[What you should do] All of the data below should be written out again exactly.

[Input data]

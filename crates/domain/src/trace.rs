use serde::Serialize;

/// Structured trace events emitted across all jupyter-interpreter crates.
#[derive(Debug, Clone, Serialize)]
#[serde(tag = "event")]
pub enum TraceEvent {
    ControlPlaneCall {
        endpoint: String,
        status: u16,
        duration_ms: u64,
    },
    KernelCreated {
        kernel_id: String,
        kernel_name: String,
    },
    KernelShutdown {
        kernel_id: String,
        ok: bool,
    },
    ChannelBootstrapped {
        kernel_id: String,
        mode: String,
        duration_ms: u64,
    },
    ExecutionFinished {
        session_id: String,
        msg_id: String,
        outputs: usize,
        errors: usize,
        duration_ms: u64,
    },
    HistoryDumped {
        session_id: String,
        entries: usize,
    },
    HistoryLoaded {
        session_id: String,
        restored: bool,
    },
    SessionResolved {
        session_id: String,
        is_new: bool,
    },
    SessionClosed {
        session_id: String,
        kernel_id: String,
    },
}

impl TraceEvent {
    pub fn emit(&self) {
        let json = serde_json::to_string(self).unwrap_or_default();
        tracing::info!(trace_event = %json, "ji_event");
    }
}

[Completed exercise]
filename crates/domain/src/trace.rs
use serde::Serialize;

/// Structured trace events emitted across all jupyter-interpreter crates.
#[derive(Debug, Clone, Serialize)]
#[serde(tag = "event")]
pub enum TraceEvent {
    ControlPlaneCall {
        endpoint: String,
        status: u16,
        duration_ms: u64,
    },
    KernelCreated {
        kernel_id: String,
        kernel_name: String,
    },
    KernelShutdown {
        kernel_id: String,
        ok: bool,
    },
    ChannelBootstrapped {
        kernel_id: String,
        mode: String,
        duration_ms: u64,
    },
    ExecutionFinished {
        session_id: String,
        msg_id: String,
        outputs: usize,
        errors: usize,
        duration_ms: u64,
    },
    HistoryDumped {
        session_id: String,
        entries: usize,
    },
    HistoryLoaded {
        session_id: String,
        restored: bool,
    },
    SessionResolved {
        session_id: String,
        is_new: bool,
    },
    SessionClosed {
        session_id: String,
        kernel_id: String,
    },
}

impl TraceEvent {
    pub fn emit(&self) {
        let json = serde_json::to_string(self).unwrap_or_default();
        tracing::info!(trace_event = %json, "ji_event");
    }
}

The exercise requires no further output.